What to produce>
Copy out the entire listing precisely.

Entries supplied>
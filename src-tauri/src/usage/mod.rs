//! Usage endpoint integration.
//!
//! This module provides:
//! - Client for the bootstrap and per-organization usage documents
//! - Data structures for usage snapshots
//! - One-entry cache for the resolved organization id
//!
//! Requests are authenticated with the browser session cookie.

mod cache;
mod client;
mod error;
mod types;

pub use cache::{OrgCache, ORG_CACHE_FILE_NAME};
pub use client::{extract_org_id, UsageApi, WebUsageClient};
pub use error::PollError;
pub use types::{UsageResponse, UsageSnapshot, UsageWindowApi, WindowUsage};
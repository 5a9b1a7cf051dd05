// Prevents additional console window on Windows in release, DO NOT REMOVE!!
#![cfg_attr(not(debug_assertions), windows_subsystem = "windows")]

fn main() {
    // Load .env file if present (e.g. USAGE_SESSION_KEY during development)
    // Silently ignore if not found - production uses the keyring
    let _ = dotenvy::dotenv();

    app_lib::run();
}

Task response>
filename src-tauri/src/usage/mod.rs
//! Usage endpoint integration.
//!
//! This module provides:
//! - Client for the bootstrap and per-organization usage documents
//! - Data structures for usage snapshots
//! - One-entry cache for the resolved organization id
//!
//! Requests are authenticated with the browser session cookie.

mod cache;
mod client;
mod error;
mod types;

pub use cache::{OrgCache, ORG_CACHE_FILE_NAME};
pub use client::{extract_org_id, UsageApi, WebUsageClient};
pub use error::PollError;
pub use types::{UsageResponse, UsageSnapshot, UsageWindowApi, WindowUsage};
repository 5a9b1a7cf051dd05
// Prevents additional console window on Windows in release, DO NOT REMOVE!!
#![cfg_attr(not(debug_assertions), windows_subsystem = "windows")]

fn main() {
    // Load .env file if present (e.g. USAGE_SESSION_KEY during development)
    // Silently ignore if not found - production uses the keyring
    let _ = dotenvy::dotenv();

    app_lib::run();
}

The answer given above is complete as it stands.